THE National Heritage Studies component of the new primary and secondary curriculum in Zimbabwe is already being distorted by mis-framing it as a case of Bible Studies versus African Heritage studies, with one piece circulating on the internet (Bold Cogitations) alleging the following:
The new Zim Curriculum has phased Bible out of Religious Studies, and introduced National Heritage from Early Childhood Development (ECD) focusing on the African Traditional Religion (ATR).
They say that Christianity was a tool for colonialism (I do not know if it makes sense to say whites came up with the whole Bible, as a means of colonising us)… Teaching our children about spirit mediums and all?
This cannot be a way to start seeking understanding, making sense.
Against National Heritage studies, the writer clearly seeks to steer the debate toward entrenched stereotypes, demonic caricatures and long-established prejudices going back to the days of slavery.

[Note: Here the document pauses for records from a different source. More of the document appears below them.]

//! Production blockers raised by internal staff on the kanban board.

use glassworks_core::shape::{canonical, FieldType, Shape};

pub const NAME: &str = "Blocker";

pub const STATUSES: &[&str] = &["open", "resolved"];

pub fn definition() -> Shape {
    canonical(
        Shape::new(NAME)
            .field("project_id", FieldType::Integer)
            .field("inlay_id", FieldType::nullable(FieldType::Integer))
            .field("reason", FieldType::String)
            .field("status", FieldType::enumeration(STATUSES.iter().copied()))
            .field("raised_by_id", FieldType::Integer)
            .field("resolved_at", FieldType::nullable(FieldType::Timestamp))
            .optional_field("resolution_note", FieldType::nullable(FieldType::String)),
    )
}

So in this limited presentation I recognise the vast and complex nature of the subject and restrict myself, for now, to an attempt to outline a framework and context which might help facilitate real knowledge and understanding which, after all, is the real objective of public education.
l The first step toward framing this debate is to accept the historical fact that the missionary-derived Church in Zimbabwe claims to be part of the so-called ‘modernising project’ and it accepts modernity and modernism as an ideology and yet it does not accept that modernity in fact requires the strict separation of ‘church and state’.
The crusading missionary-based Church was given free reign in its own schools and in Government schools by the colonial and neo-colonial state by default. So it should count itself lucky that this privilege and contradiction has remained even 37 years into independence.
But that fluke will not remain forever.
l The second step is to state the fact that what is called ATR is not religion in the Eurocentric sense.
Elements of African spirituality derive from African Relational Philosophy otherwise called hunhu/ubuntu in this region.
African philosophy shuns conversion and crusading, so that even to frame this debate in terms of church versus state is to distort it.
African philosophy is primarily concerned with four basic questions:
(a) What does it mean to be human?
(b) What is good and moral and what is evil, bad or immoral, meaning, what makes for optimal human relationships?
(c) What exists and what does not exist?
(d) What is possible and what is impossible?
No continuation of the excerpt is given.